Every line of the records below from the line with "pub enum ErrorSeverity" up to and including the line with "file paths and" must be reproduced exactly, and no line outside that range.

[Recorded data]

^^^^^^^^

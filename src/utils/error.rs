use serde::Serialize;
use std::fmt;
use thiserror::Error;

/// One failed rule on one field.
#[derive(Debug, Clone, PartialEq, Serialize)]
pub struct FieldError {
    pub field: String,
    pub message: String,
}

/// Field-level validation report. Every violation is collected, not only the first.
#[derive(Debug, Clone, Default, PartialEq, Serialize)]
pub struct ValidationErrors {
    pub errors: Vec<FieldError>,
}

impl ValidationErrors {
    pub fn new() -> Self {
        Self::default()
    }

    pub fn add(&mut self, field: impl Into<String>, message: impl Into<String>) {
        self.errors.push(FieldError {
            field: field.into(),
            message: message.into(),
        });
    }

    pub fn is_empty(&self) -> bool {
        self.errors.is_empty()
    }

    pub fn len(&self) -> usize {
        self.errors.len()
    }

    pub fn has_field(&self, field: &str) -> bool {
        self.errors.iter().any(|e| e.field == field)
    }

    /// Merge a nested report, prefixing each field with `prefix`.
    pub fn merge_prefixed(&mut self, prefix: &str, other: ValidationErrors) {
        for err in other.errors {
            self.errors.push(FieldError {
                field: format!("{}.{}", prefix, err.field),
                message: err.message,
            });
        }
    }

    pub fn into_result(self) -> Result<()> {
        if self.is_empty() {
            Ok(())
        } else {
            Err(VessError::Validation(self))
        }
    }
}

impl fmt::Display for ValidationErrors {
    fn fmt(&self, f: &mut fmt::Formatter<'_>) -> fmt::Result {
        let parts: Vec<String> = self
            .errors
            .iter()
            .map(|e| format!("{}: {}", e.field, e.message))
            .collect();
        write!(f, "{}", parts.join("; "))
    }
}

#[derive(Error, Debug)]
pub enum VessError {
    #[error("{entity} not found: {id}")]
    NotFound { entity: String, id: String },

    #[error("Conflict: {message}")]
    Conflict { message: String },

    #[error("Validation error: {0}")]
    Validation(ValidationErrors),

    #[error("IO error: {0}")]
    IoError(#[from] std::io::Error),

    #[error("Serialization error: {0}")]
    SerializationError(#[from] serde_json::Error),

    #[error("CSV processing error: {0}")]
    CsvError(#[from] csv::Error),

    #[error("TOML parsing error: {0}")]
    TomlError(#[from] toml::de::Error),

    #[error("Configuration error: {message}")]
    ConfigError { message: String },

    #[error("Missing configuration: {field}")]
    MissingConfigError { field: String },

    #[error("Invalid configuration value for {field} ({value}): {reason}")]
    InvalidConfigValueError {
        field: String,
        value: String,
        reason: String,
    },

    #[error("Configuration validation failed for {field}: {message}")]
    ConfigValidationError { field: String, message: String },
}

#[derive(Debug, Clone, Copy, PartialEq, Eq)]
pub enum ErrorCategory {
    Client,
    Configuration,
    Storage,
    Internal,
}

#[derive(Debug, Clone, Copy, PartialEq, Eq, PartialOrd, Ord)]
pub enum ErrorSeverity {
    Low,
    Medium,
    High,
    Critical,
}

impl VessError {
    pub fn not_found(entity: &str, id: &str) -> Self {
        VessError::NotFound {
            entity: entity.to_string(),
            id: id.to_string(),
        }
    }

    pub fn conflict(message: impl Into<String>) -> Self {
        VessError::Conflict {
            message: message.into(),
        }
    }

    /// HTTP status the API layer should answer with.
    pub fn status_code(&self) -> u16 {
        match self {
            VessError::NotFound { .. } => 404,
            VessError::Conflict { .. } => 409,
            VessError::Validation(_) => 400,
            VessError::SerializationError(_) => 400,
            _ => 500,
        }
    }

    pub fn category(&self) -> ErrorCategory {
        match self {
            VessError::NotFound { .. }
            | VessError::Conflict { .. }
            | VessError::Validation(_) => ErrorCategory::Client,
            VessError::TomlError(_)
            | VessError::ConfigError { .. }
            | VessError::MissingConfigError { .. }
            | VessError::InvalidConfigValueError { .. }
            | VessError::ConfigValidationError { .. } => ErrorCategory::Configuration,
            VessError::IoError(_) | VessError::CsvError(_) => ErrorCategory::Storage,
            VessError::SerializationError(_) => ErrorCategory::Internal,
        }
    }

    pub fn severity(&self) -> ErrorSeverity {
        match self.category() {
            ErrorCategory::Client => ErrorSeverity::Medium,
            ErrorCategory::Storage => ErrorSeverity::High,
            ErrorCategory::Configuration | ErrorCategory::Internal => ErrorSeverity::Critical,
        }
    }

    pub fn recovery_suggestion(&self) -> String {
        match self {
            VessError::NotFound { entity, .. } => {
                format!("Check that the {} exists and belongs to the current user", entity)
            }
            VessError::Conflict { .. } => "Use a different value for the conflicting field".to_string(),
            VessError::Validation(errors) => {
                format!("Fix the {} invalid field(s) and submit again", errors.len())
            }
            VessError::IoError(_) => "Check file paths and permissions".to_string(),
            VessError::SerializationError(_) => {
                "Make sure the input is valid JSON in the expected shape".to_string()
            }
            VessError::CsvError(_) => "Check that the output directory is writable".to_string(),
            VessError::TomlError(_) => "Make sure the configuration file is valid TOML".to_string(),
            VessError::MissingConfigError { field } => {
                format!("Set `{}` in the config file or environment", field)
            }
            VessError::InvalidConfigValueError { field, .. }
            | VessError::ConfigValidationError { field, .. } => {
                format!("Correct the value of `{}`", field)
            }
            VessError::ConfigError { .. } => "Review the configuration".to_string(),
        }
    }

    pub fn user_friendly_message(&self) -> String {
        match self {
            VessError::NotFound { entity, .. } => format!("{} não encontrado(a)", entity),
            VessError::Conflict { message } => message.clone(),
            VessError::Validation(errors) => format!("Dados inválidos: {}", errors),
            VessError::IoError(e) => format!("Erro de arquivo: {}", e),
            VessError::SerializationError(_) => "Dados inválidos fornecidos".to_string(),
            other => other.to_string(),
        }
    }
}

pub type Result<T> = std::result::Result<T, VessError>;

^^^^^^^^

WRITTEN SOLUTION:
pub enum ErrorSeverity {
    Low,
    Medium,
    High,
    Critical,
}

impl VessError {
    pub fn not_found(entity: &str, id: &str) -> Self {
        VessError::NotFound {
            entity: entity.to_string(),
            id: id.to_string(),
        }
    }

    pub fn conflict(message: impl Into<String>) -> Self {
        VessError::Conflict {
            message: message.into(),
        }
    }

    /// HTTP status the API layer should answer with.
    pub fn status_code(&self) -> u16 {
        match self {
            VessError::NotFound { .. } => 404,
            VessError::Conflict { .. } => 409,
            VessError::Validation(_) => 400,
            VessError::SerializationError(_) => 400,
            _ => 500,
        }
    }

    pub fn category(&self) -> ErrorCategory {
        match self {
            VessError::NotFound { .. }
            | VessError::Conflict { .. }
            | VessError::Validation(_) => ErrorCategory::Client,
            VessError::TomlError(_)
            | VessError::ConfigError { .. }
            | VessError::MissingConfigError { .. }
            | VessError::InvalidConfigValueError { .. }
            | VessError::ConfigValidationError { .. } => ErrorCategory::Configuration,
            VessError::IoError(_) | VessError::CsvError(_) => ErrorCategory::Storage,
            VessError::SerializationError(_) => ErrorCategory::Internal,
        }
    }

    pub fn severity(&self) -> ErrorSeverity {
        match self.category() {
            ErrorCategory::Client => ErrorSeverity::Medium,
            ErrorCategory::Storage => ErrorSeverity::High,
            ErrorCategory::Configuration | ErrorCategory::Internal => ErrorSeverity::Critical,
        }
    }

    pub fn recovery_suggestion(&self) -> String {
        match self {
            VessError::NotFound { entity, .. } => {
                format!("Check that the {} exists and belongs to the current user", entity)
            }
            VessError::Conflict { .. } => "Use a different value for the conflicting field".to_string(),
            VessError::Validation(errors) => {
                format!("Fix the {} invalid field(s) and submit again", errors.len())
            }
            VessError::IoError(_) => "Check file paths and permissions".to_string(),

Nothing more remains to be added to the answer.